When it was my turn I saw another friend who was holding a gift for her ten years at the school. I went to the principal’s office and they told me thank you for everything I have done for the school. They said nice things.

It was a sad reminder to me that I didn’t sign my contract for the next school year. My husband’s visa is due to expire in December, so we will retire and move back to California. However, because of Covid-19, who knows what will happen. I’ve told the administration I’ll be here volunteering for the first semester.

My principal said something like, “We know you’ll be here in the fall helping, or maybe filling in for the new teacher if she can’t get her visa, but anyway, we wanted to give you this gift.”  It was a tiny blue handbag.
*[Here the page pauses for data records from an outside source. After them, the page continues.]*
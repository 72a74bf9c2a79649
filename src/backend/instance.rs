// Vulkan instance - API entry point
//
// Responsibilities:
// - Load the Vulkan library
// - Verify requested diagnostic layers and the debug_utils extension exist
//   before enabling them
// - Create the instance with the platform surface extensions
// - Route validation output into `log` through a debug messenger

use ash::extensions::ext::DebugUtils;
use ash::{vk, Entry};
use std::ffi::{c_char, CStr, CString};
use std::sync::Arc;

use super::error::{init_call, InitializationError};

/// Diagnostic layer settings handed to instance creation.
#[derive(Debug, Clone, Default)]
pub struct Diagnostics {
    pub enabled: bool,
    pub layers: Vec<String>,
}

/// Owns the loaded library, the instance and (optionally) the debug messenger.
pub struct Instance {
    debug_utils: Option<(DebugUtils, vk::DebugUtilsMessengerEXT)>,
    pub instance: ash::Instance,
    pub entry: Entry,
}

impl Instance {
    /// Create the API instance.
    ///
    /// # Arguments
    /// * `app_name` - Application name reported to the driver
    /// * `platform_extensions` - Extensions the windowing layer needs to present
    /// * `diagnostics` - Layers to enable; checked against the system list first
    pub fn new(
        app_name: &str,
        platform_extensions: &[*const c_char],
        diagnostics: &Diagnostics,
    ) -> Result<Arc<Self>, InitializationError> {
        log::info!("Creating Vulkan instance: {}", app_name);

        let entry = unsafe { Entry::load() }?;

        let layer_names = if diagnostics.enabled {
            let available = unsafe { entry.enumerate_instance_layer_properties() }
                .map_err(init_call("vkEnumerateInstanceLayerProperties"))?
                .iter()
                .map(layer_name)
                .collect::<Vec<_>>();

            let extensions = unsafe { entry.enumerate_instance_extension_properties(None) }
                .map_err(init_call("vkEnumerateInstanceExtensionProperties"))?
                .iter()
                .map(extension_name)
                .collect::<Vec<_>>();

            let missing = missing_diagnostics(&diagnostics.layers, &available, &extensions);
            if !missing.is_empty() {
                return Err(InitializationError::DiagnosticsUnavailable { missing });
            }

            log::info!("Enabling diagnostic layers: {:?}", diagnostics.layers);
            diagnostics
                .layers
                .iter()
                .map(|name| CString::new(name.as_str()))
                .collect::<Result<Vec<_>, _>>()
                .map_err(|_| InitializationError::DiagnosticsUnavailable {
                    missing: diagnostics.layers.clone(),
                })?
        } else {
            Vec::new()
        };
        let layer_ptrs: Vec<*const c_char> = layer_names.iter().map(|l| l.as_ptr()).collect();

        let mut extensions = platform_extensions.to_vec();
        if diagnostics.enabled {
            extensions.push(DebugUtils::name().as_ptr());
        }

        let app_name_cstr = CString::new(app_name).unwrap_or_default();
        let engine_name = c"triangle-bootstrap";

        let app_info = vk::ApplicationInfo::builder()
            .application_name(&app_name_cstr)
            .application_version(vk::make_api_version(0, 0, 1, 0))
            .engine_name(engine_name)
            .engine_version(vk::make_api_version(0, 0, 1, 0))
            .api_version(vk::API_VERSION_1_3);

        let create_info = vk::InstanceCreateInfo::builder()
            .application_info(&app_info)
            .enabled_extension_names(&extensions)
            .enabled_layer_names(&layer_ptrs);

        let instance = unsafe { entry.create_instance(&create_info, None) }
            .map_err(init_call("vkCreateInstance"))?;

        let debug_utils = if diagnostics.enabled {
            match Self::setup_debug_messenger(&entry, &instance) {
                Ok(messenger) => Some(messenger),
                Err(e) => {
                    unsafe { instance.destroy_instance(None) };
                    return Err(e);
                }
            }
        } else {
            None
        };

        Ok(Arc::new(Self {
            debug_utils,
            instance,
            entry,
        }))
    }

    fn setup_debug_messenger(
        entry: &Entry,
        instance: &ash::Instance,
    ) -> Result<(DebugUtils, vk::DebugUtilsMessengerEXT), InitializationError> {
        let debug_utils = DebugUtils::new(entry, instance);

        let create_info = vk::DebugUtilsMessengerCreateInfoEXT::builder()
            .message_severity(
                vk::DebugUtilsMessageSeverityFlagsEXT::WARNING
                    | vk::DebugUtilsMessageSeverityFlagsEXT::ERROR,
            )
            .message_type(
                vk::DebugUtilsMessageTypeFlagsEXT::GENERAL
                    | vk::DebugUtilsMessageTypeFlagsEXT::VALIDATION
                    | vk::DebugUtilsMessageTypeFlagsEXT::PERFORMANCE,
            )
            .pfn_user_callback(Some(debug_callback));

        let messenger = unsafe { debug_utils.create_debug_utils_messenger(&create_info, None) }
            .map_err(init_call("vkCreateDebugUtilsMessengerEXT"))?;

        Ok((debug_utils, messenger))
    }
}

impl Drop for Instance {
    fn drop(&mut self) {
        log::debug!("Destroying Vulkan instance");
        unsafe {
            if let Some((debug_utils, messenger)) = self.debug_utils.take() {
                debug_utils.destroy_debug_utils_messenger(messenger, None);
            }
            self.instance.destroy_instance(None);
        }
    }
}

fn layer_name(props: &vk::LayerProperties) -> String {
    unsafe { CStr::from_ptr(props.layer_name.as_ptr()) }
        .to_string_lossy()
        .into_owned()
}

fn extension_name(props: &vk::ExtensionProperties) -> String {
    unsafe { CStr::from_ptr(props.extension_name.as_ptr()) }
        .to_string_lossy()
        .into_owned()
}

/// Everything diagnostics need that the loader does not offer: missing
/// layers in request order, then the debug messenger extension.
pub fn missing_diagnostics(
    requested_layers: &[String],
    available_layers: &[String],
    available_extensions: &[String],
) -> Vec<String> {
    let mut missing = missing_layers(requested_layers, available_layers);
    let debug_utils = DebugUtils::name().to_string_lossy().into_owned();
    if !available_extensions.contains(&debug_utils) {
        missing.push(debug_utils);
    }
    missing
}

/// Requested layers that are absent from the enumerated list, in request order.
pub fn missing_layers(requested: &[String], available: &[String]) -> Vec<String> {
    requested
        .iter()
        .filter(|layer| !available.contains(layer))
        .cloned()
        .collect()
}

// Debug callback for validation layers
unsafe extern "system" fn debug_callback(
    message_severity: vk::DebugUtilsMessageSeverityFlagsEXT,
    _message_type: vk::DebugUtilsMessageTypeFlagsEXT,
    p_callback_data: *const vk::DebugUtilsMessengerCallbackDataEXT,
    _p_user_data: *mut std::ffi::c_void,
) -> vk::Bool32 {
    if p_callback_data.is_null() || (*p_callback_data).p_message.is_null() {
        return vk::FALSE;
    }
    let message = CStr::from_ptr((*p_callback_data).p_message);

    match message_severity {
        vk::DebugUtilsMessageSeverityFlagsEXT::ERROR => {
            log::error!("[Vulkan] {}", message.to_string_lossy());
        }
        vk::DebugUtilsMessageSeverityFlagsEXT::WARNING => {
            log::warn!("[Vulkan] {}", message.to_string_lossy());
        }
        _ => {
            log::debug!("[Vulkan] {}", message.to_string_lossy());
        }
    }

    vk::FALSE
}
Hmmm.

We took a socially-distanced photo with the three of us–principal, vice principal and me all wearing our masks.

I definitely would have preferred the end-of-the-year party.

I guess this Slice of Life post and the photo we took are a way to document our history from this outrageous era.

Today I felt aimless and unmoored.

6 thoughts on “My Last Day of School was Anticlimactic

  1. I hate that can empathize, and I feel like there are no words that will really make it better. I’m sorry it had to end like this. I pray God provides you and your husband with blessings of opportunities that you could have never imagined could be. ((HUGS))

    1. Thank you, Donnetta. I appreciate the hugs! When such a big change hit me, I was a little sad to have to do it alone. I thought of on a normal last day of school, we would have stood around hugging and saying goodbye. This was a tough one.

  2. This year, ending is hard, and yours is SUPER hard because who really knows for sure what the fall looks like for any of us. I’m glad your administrator took a moment to acknowledge you and all you have done. Good endings make good beginnings.

    1. Thank you, Anita. I love that “Good endings make good beginnings.” I do need to look forward to the good that can happen in the fall and beyond.

  3. I’m so sorry, Denise. I sort of get it. I have a dear friend who retired this year, and we didn’t do ANYTHING as a school like we really wanted to. A friend and I got her a gift and visited (distanced on her back lawn of course), but…… I’m sorry. Prayers for your year ahead.

    1. Thanks, Joy. It was such a weird day, but I sprang back quickly from my funk. I’m not much of a moper. So many things to do and learn.